Texts become translatable when you wrap them with the wpml-string shortcode. For example, this is a Visual Editor cell in a layout, with translatable texts:

Labels inside a layouts cell, wrapped with the wpml-string shortcodes
Labels inside a layouts cell, wrapped with the wpml-string shortcodes

The format for using the wpml-string shortcodes is:

[wpml-string context="THE_CONTEXT"]STRING_FOR_TRANSLATION[/wpml-string]

For example:

[wpml-string context="genius theme"]Written on:[/wpml-string]

The context attribute is what groups all related strings together. Pick one context (and make it as unique as possible) and use it for all your strings.

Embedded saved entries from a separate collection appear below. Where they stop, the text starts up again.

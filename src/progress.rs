//! # Progress Tracking and Statistics Module
//!
//! Progress bar and final counters of a batch.
//!
//! ## Components:
//! - `ProgressManager`: `indicatif` bar, one tick per file that reached a
//!   terminal state
//! - `BatchResult`: total/success counters plus the list of failures
//! - `LogWriter`: stderr log sink that hides the bar while a line is written
//!
//! ## Visual feedback:
//! ```text
//! ⠋ [00:02:15] [=========================>--------------] 12/20 (60%) [OK] clip.mp4
//! ```
//!
//! ## Invariant:
//! `success_count <= total_count`, and `total_count` is fixed when the batch
//! is created.

use indicatif::{ProgressBar, ProgressStyle};
use std::io::{self, Write};
use std::path::PathBuf;
use std::sync::{Arc, Mutex};
use std::time::Duration;
use tracing_subscriber::fmt::MakeWriter;

/// Manages progress reporting for a batch
#[derive(Clone)]
pub struct ProgressManager {
    bar: ProgressBar,
}

impl ProgressManager {
    /// Create a new progress manager
    pub fn new(total_files: u64) -> Self {
        let bar = ProgressBar::new(total_files);

        // The template is a literal, so this only fails on a typo in it.
        if let Ok(style) = ProgressStyle::default_bar().template(
            "{spinner:.green} [{elapsed_precise}] [{bar:40.cyan/blue}] {pos}/{len} ({percent}%) {msg}",
        ) {
            bar.set_style(style.progress_chars("=>-"));
        }

        bar.enable_steady_tick(Duration::from_millis(100));

        Self { bar }
    }

    /// A manager that never draws anything
    pub fn hidden() -> Self {
        Self {
            bar: ProgressBar::hidden(),
        }
    }

    /// Update progress with a message
    pub fn update(&self, message: &str) {
        self.bar.inc(1);
        self.bar.set_message(message.to_string());
    }

    /// Remove the bar from the terminal; the summary is printed by the caller
    pub fn finish(&self) {
        self.bar.finish_and_clear();
    }

    pub fn position(&self) -> u64 {
        self.bar.position()
    }
}

/// `MakeWriter` for the tracing subscriber.
///
/// Each log line is buffered and written to stderr inside
/// `ProgressBar::suspend` once a bar is attached, so lines never land on top
/// of the bar.
#[derive(Clone, Default)]
pub struct LogWriter {
    bar: Arc<Mutex<Option<ProgressBar>>>,
}

impl LogWriter {
    pub fn new() -> Self {
        Self::default()
    }

    /// Route subsequent log lines around `progress`
    pub fn attach(&self, progress: &ProgressManager) {
        if let Ok(mut bar) = self.bar.lock() {
            *bar = Some(progress.bar.clone());
        }
    }

    fn current_bar(&self) -> Option<ProgressBar> {
        self.bar.lock().ok().and_then(|bar| bar.clone())
    }
}

impl<'a> MakeWriter<'a> for LogWriter {
    type Writer = LogLine;

    fn make_writer(&'a self) -> Self::Writer {
        LogLine {
            bar: self.current_bar(),
            buffer: Vec::new(),
        }
    }
}

/// One log event, flushed to stderr when dropped
pub struct LogLine {
    bar: Option<ProgressBar>,
    buffer: Vec<u8>,
}

impl Write for LogLine {
    fn write(&mut self, buf: &[u8]) -> io::Result<usize> {
        self.buffer.extend_from_slice(buf);
        Ok(buf.len())
    }

    fn flush(&mut self) -> io::Result<()> {
        Ok(())
    }
}

impl Drop for LogLine {
    fn drop(&mut self) {
        if self.buffer.is_empty() {
            return;
        }
        let write = || {
            let _ = io::stderr().lock().write_all(&self.buffer);
        };
        match self.bar {
            Some(ref bar) => bar.suspend(write),
            None => write(),
        }
    }
}

/// A file that did not convert, with the reason
#[derive(Debug, Clone, PartialEq)]
pub struct FailedItem {
    pub path: PathBuf,
    pub reason: String,
}

/// Final counters of a batch
#[derive(Debug, Clone, Default, PartialEq)]
pub struct BatchResult {
    total_count: usize,
    success_count: usize,
    failures: Vec<FailedItem>,
}

impl BatchResult {
    pub fn new(total_count: usize) -> Self {
        Self {
            total_count,
            ..Default::default()
        }
    }

    pub fn total_count(&self) -> usize {
        self.total_count
    }

    pub fn success_count(&self) -> usize {
        self.success_count
    }

    pub fn failed_count(&self) -> usize {
        self.failures.len()
    }

    pub fn failures(&self) -> &[FailedItem] {
        &self.failures
    }

    pub fn add_success(&mut self) {
        if self.success_count + self.failures.len() < self.total_count {
            self.success_count += 1;
        }
    }

    pub fn add_failure(&mut self, path: PathBuf, reason: String) {
        self.failures.push(FailedItem { path, reason });
    }

    /// Items that never reported a terminal state
    pub fn unaccounted(&self) -> usize {
        self.total_count
            .saturating_sub(self.success_count + self.failures.len())
    }

    pub fn all_succeeded(&self) -> bool {
        self.success_count == self.total_count
    }

    pub fn format_summary(&self) -> String {
        format!(
            "{}/{} files converted successfully",
            self.success_count, self.total_count
        )
    }
}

Step 2 – Visit (on the site’s front-end) the pages that include the strings

In order for WPML to scan the strings for translation, you need to visit the pages that display them, at least once. The following checklist should help you:


What you need to visit Example
The site’s homepage
Examples of “single” types (a blog post, a page, one item from each custom type)

The archive of each type (main blog, blog category, custom post archives, search, 404)

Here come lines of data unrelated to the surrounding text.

//! Product and variant types.
//!
//! These mirror the JSON the catalog API serves, not an internal product
//! model: prices are decimal numbers on the wire, image fields come in
//! several historical flavors, and variants are optional.

use crate::ids::{ProductId, VariantSku};
use crate::money::{serde_decimal, serde_decimal_opt, Money};
use serde::{Deserialize, Serialize};

/// A product as served by the catalog endpoints.
#[derive(Debug, Clone, Serialize, Deserialize, PartialEq)]
pub struct Product {
    /// Unique product identifier.
    #[serde(alias = "_id")]
    pub id: ProductId,
    /// Product name.
    pub name: String,
    /// Full description.
    #[serde(default)]
    pub description: Option<String>,
    /// Unit price.
    #[serde(with = "serde_decimal")]
    pub price: Money,
    /// Units in stock. Absent means the API does not track stock for
    /// this product.
    #[serde(default)]
    pub stock: Option<i64>,
    /// Stock keeping unit.
    #[serde(default)]
    pub sku: Option<String>,
    /// Primary image URL.
    #[serde(default)]
    pub image_url: Option<String>,
    /// Generic image field used by older listings.
    #[serde(default)]
    pub image: Option<String>,
    /// Image gallery.
    #[serde(default)]
    pub images: Vec<String>,
    /// Category name, if the product is categorized.
    #[serde(default)]
    pub category: Option<String>,
    /// Variants (e.g., size/color combinations), when the product has any.
    #[serde(default)]
    pub variants: Vec<ProductVariant>,
}

impl Product {
    /// Resolve the display image: primary image, then the generic image
    /// field, then the first gallery entry.
    pub fn display_image(&self) -> Option<&str> {
        self.image_url
            .as_deref()
            .or(self.image.as_deref())
            .or_else(|| self.images.first().map(String::as_str))
    }

    /// Check if this product carries variants.
    pub fn has_variants(&self) -> bool {
        !self.variants.is_empty()
    }

    /// Find a variant by SKU.
    pub fn variant(&self, sku: &VariantSku) -> Option<&ProductVariant> {
        self.variants.iter().find(|v| &v.sku == sku)
    }
}

/// A product variant (e.g., a size/color combination).
///
/// Variant fields override the product-level ones where present; an
/// absent price or stock falls back to the product.
#[derive(Debug, Clone, Serialize, Deserialize, PartialEq)]
pub struct ProductVariant {
    /// Stock keeping unit for this variant (unique).
    pub sku: VariantSku,
    /// Variant name (e.g., "38 / Black").
    #[serde(default)]
    pub name: Option<String>,
    /// Price override.
    #[serde(default, with = "serde_decimal_opt")]
    pub price: Option<Money>,
    /// Units in stock for this variant.
    #[serde(default)]
    pub stock: Option<i64>,
    /// Variant-specific image.
    #[serde(default)]
    pub image: Option<String>,
}

#[cfg(test)]
mod tests {
    use super::*;
    use crate::money::Currency;

    fn sample_product(json: &str) -> Product {
        serde_json::from_str(json).unwrap()
    }

    #[test]
    fn test_product_wire_shape() {
        let product = sample_product(
            r#"{"_id": "prod-1", "name": "Sandalia Flora", "price": 24.99, "stock": 12}"#,
        );
        assert_eq!(product.id.as_str(), "prod-1");
        assert_eq!(product.price, Money::new(2499, Currency::USD));
        assert_eq!(product.stock, Some(12));
        assert!(!product.has_variants());
    }

    #[test]
    fn test_display_image_priority() {
        let product = sample_product(
            r#"{"id": "p", "name": "x", "price": 1.0,
                "image_url": "primary.jpg", "image": "generic.jpg",
                "images": ["gallery.jpg"]}"#,
        );
        assert_eq!(product.display_image(), Some("primary.jpg"));

        let product = sample_product(
            r#"{"id": "p", "name": "x", "price": 1.0,
                "image": "generic.jpg", "images": ["gallery.jpg"]}"#,
        );
        assert_eq!(product.display_image(), Some("generic.jpg"));

        let product =
            sample_product(r#"{"id": "p", "name": "x", "price": 1.0, "images": ["gallery.jpg"]}"#);
        assert_eq!(product.display_image(), Some("gallery.jpg"));

        let product = sample_product(r#"{"id": "p", "name": "x", "price": 1.0}"#);
        assert_eq!(product.display_image(), None);
    }

    #[test]
    fn test_variant_lookup() {
        let product = sample_product(
            r#"{"id": "p", "name": "x", "price": 10.0, "stock": 5,
                "variants": [
                    {"sku": "SKU-38", "stock": 2, "image": "v38.jpg"},
                    {"sku": "SKU-39", "price": 12.5}
                ]}"#,
        );
        assert!(product.has_variants());

        let v38 = product.variant(&VariantSku::new("SKU-38")).unwrap();
        assert_eq!(v38.stock, Some(2));
        assert!(v38.price.is_none());

        let v39 = product.variant(&VariantSku::new("SKU-39")).unwrap();
        assert_eq!(v39.price, Some(Money::new(1250, Currency::USD)));

        assert!(product.variant(&VariantSku::new("SKU-40")).is_none());
    }
}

Pages that contain Views and CRED forms


Step 3 – Export the .po file with your theme’s strings

To be able to send your theme’s string to translation, you need to export them to a .po file. Go to the WPML -> String Translation page and scroll to the bottom, to the Import / export .po section, as displayed in the following image.

Section of the String Translation page for exporting your theme’s strings to a .po file
Section of the String Translation page for exporting your theme’s strings to a .po file

You need to select the domain used for your theme’s strings. In this case it is the context you used as an argument for the wpml-string shortcode. Select that context in the drop-down menu and click the Submit button.

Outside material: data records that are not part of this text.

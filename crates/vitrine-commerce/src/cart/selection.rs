//! What the UI hands to the cart: a product, optionally narrowed to a
//! chosen variant.

use crate::catalog::{Product, ProductVariant};
use crate::ids::{LineId, ProductId, VariantSku};
use crate::money::Money;

/// The variant half of a selection.
#[derive(Debug, Clone, PartialEq)]
pub struct VariantSelection {
    /// Variant SKU.
    pub sku: VariantSku,
    /// Price override, when the variant prices differently.
    pub unit_price: Option<Money>,
    /// Variant stock, when tracked.
    pub stock: Option<i64>,
    /// Variant-specific image.
    pub image: Option<String>,
}

/// A product chosen for the cart, with an optional variant.
///
/// Carries everything the cart needs to mint a line: identity, the
/// resolved price, the applicable stock ceiling, and the display image
/// candidates in priority order.
#[derive(Debug, Clone, PartialEq)]
pub struct ProductSelection {
    /// Product identifier.
    pub product_id: ProductId,
    /// Product name, denormalized for display.
    pub name: String,
    /// Product-level unit price.
    pub unit_price: Money,
    /// Product-level stock, when tracked.
    pub stock: Option<i64>,
    /// Primary image URL.
    pub image_url: Option<String>,
    /// Generic image field.
    pub image: Option<String>,
    /// Image gallery.
    pub images: Vec<String>,
    /// Chosen variant, if any.
    pub variant: Option<VariantSelection>,
}

impl ProductSelection {
    /// Select a product without a variant.
    pub fn from_product(product: &Product) -> Self {
        Self {
            product_id: product.id.clone(),
            name: product.name.clone(),
            unit_price: product.price,
            stock: product.stock,
            image_url: product.image_url.clone(),
            image: product.image.clone(),
            images: product.images.clone(),
            variant: None,
        }
    }

    /// Select a specific variant of a product.
    pub fn with_variant(product: &Product, variant: &ProductVariant) -> Self {
        let mut selection = Self::from_product(product);
        selection.variant = Some(VariantSelection {
            sku: variant.sku.clone(),
            unit_price: variant.price,
            stock: variant.stock,
            image: variant.image.clone(),
        });
        selection
    }

    /// The cart line this selection maps to.
    pub fn line_id(&self) -> LineId {
        LineId::compose(&self.product_id, self.variant.as_ref().map(|v| &v.sku))
    }

    /// The SKU of the chosen variant, if any.
    pub fn variant_sku(&self) -> Option<&VariantSku> {
        self.variant.as_ref().map(|v| &v.sku)
    }

    /// Unit price, preferring the variant override.
    pub fn resolved_price(&self) -> Money {
        self.variant
            .as_ref()
            .and_then(|v| v.unit_price)
            .unwrap_or(self.unit_price)
    }

    /// Applicable stock ceiling: variant stock takes precedence over
    /// product stock; neither means unlimited.
    pub fn stock_ceiling(&self) -> Option<i64> {
        match &self.variant {
            Some(variant) => variant.stock.or(self.stock),
            None => self.stock,
        }
    }

    /// Display image, by priority: variant image, primary image, generic
    /// image field, first gallery entry.
    pub fn display_image(&self) -> Option<String> {
        self.variant
            .as_ref()
            .and_then(|v| v.image.clone())
            .or_else(|| self.image_url.clone())
            .or_else(|| self.image.clone())
            .or_else(|| self.images.first().cloned())
    }
}

#[cfg(test)]
mod tests {
    use super::*;
    use crate::money::Currency;

    fn product_with_variant() -> Product {
        serde_json::from_str(
            r#"{"id": "prod-1", "name": "Sandalia Flora", "price": 24.99, "stock": 10,
                "image_url": "flora.jpg",
                "variants": [{"sku": "FLORA-38", "price": 27.5, "stock": 3, "image": "flora-38.jpg"}]}"#,
        )
        .unwrap()
    }

    #[test]
    fn test_selection_without_variant() {
        let product = product_with_variant();
        let selection = ProductSelection::from_product(&product);

        assert_eq!(selection.line_id().as_str(), "prod-1");
        assert_eq!(selection.resolved_price(), Money::new(2499, Currency::USD));
        assert_eq!(selection.stock_ceiling(), Some(10));
        assert_eq!(selection.display_image().as_deref(), Some("flora.jpg"));
    }

    #[test]
    fn test_selection_with_variant_overrides() {
        let product = product_with_variant();
        let variant = product.variants[0].clone();
        let selection = ProductSelection::with_variant(&product, &variant);

        assert_eq!(selection.line_id().as_str(), "prod-1FLORA-38");
        assert_eq!(selection.resolved_price(), Money::new(2750, Currency::USD));
        assert_eq!(selection.stock_ceiling(), Some(3));
        assert_eq!(selection.display_image().as_deref(), Some("flora-38.jpg"));
    }

    #[test]
    fn test_variant_falls_back_to_product_fields() {
        let product: Product = serde_json::from_str(
            r#"{"id": "p", "name": "x", "price": 5.0, "stock": 8, "image": "x.jpg",
                "variants": [{"sku": "X-S"}]}"#,
        )
        .unwrap();
        let selection = ProductSelection::with_variant(&product, &product.variants[0]);

        assert_eq!(selection.resolved_price(), Money::new(500, Currency::USD));
        assert_eq!(selection.stock_ceiling(), Some(8));
        assert_eq!(selection.display_image().as_deref(), Some("x.jpg"));
    }

    #[test]
    fn test_untracked_stock_means_unlimited() {
        let product: Product =
            serde_json::from_str(r#"{"id": "p", "name": "x", "price": 5.0}"#).unwrap();
        let selection = ProductSelection::from_product(&product);
        assert_eq!(selection.stock_ceiling(), None);
    }
}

A .po file containing your theme’s string downloads.

Step 4 – Send your theme’s .po file to translation

Now, you need to send the .po file exported in the previous step, to translation. We advise using a professional service to do this for you, like ICanLocalize, which allows you to upload the .po files for translation.

ICanLocalize professional service allows you to send your .po files to translation
ICanLocalize professional service allows you to send your .po files to translation

Most likely, only a small number of new strings will need translation.

Step 5 – Get the .mo files from translation and add them to the theme

When translation completes, you will have the .mo files for each translation language. The names of the .mo files should only include the language shortcut for the language they refer to.

Here are few examples for how to name these .mo files, based on the language translation they provide:

  • German:
  • French (France):
  • Spanish (Spain):
  • Spanish (Mexico)

You can find the complete list of language shortcodes by going to the official WordPress page about Translation Teams, scrolling down to the language table, and looking at the WP Locale column.

ICanLocalize will deliver .mo files ready to use, with the correct names. If you are translating the theme yourself or with a different service, make sure to set the file names correctly.

You need to add the .mo files to the theme. Create a folder under the theme’s root directory with a descriptive name (/languages or /translations) would be great and save all the .mo files there.

Step 6 – Add a small translation loader code to the theme

Finally, put the following code in your theme’s functions.php file.

Translation loader code
add_action( 'after_setup_theme', 'my_theme_setup' );
function my_theme_setup(){
    load_theme_textdomain( 'my-theme-context', get_template_directory() . '/languages' );

Naturally, you need to use your own theme’s textdomain, i.e. the context you used with the wpml-string shortcode.

Step 7 – Test and make sure that translations appear

Before opening the champagne bottles, it is always a good idea to test and make sure that everything is working.

Visit the front-end pages, change the language, and make sure that you are seeing all the theme’s texts translated.

Do not add languages to the “master” site (the site you are going to export the theme from), as this will add languages to the sample content that you deliver. Instead, create a copy of your site and add languages to it.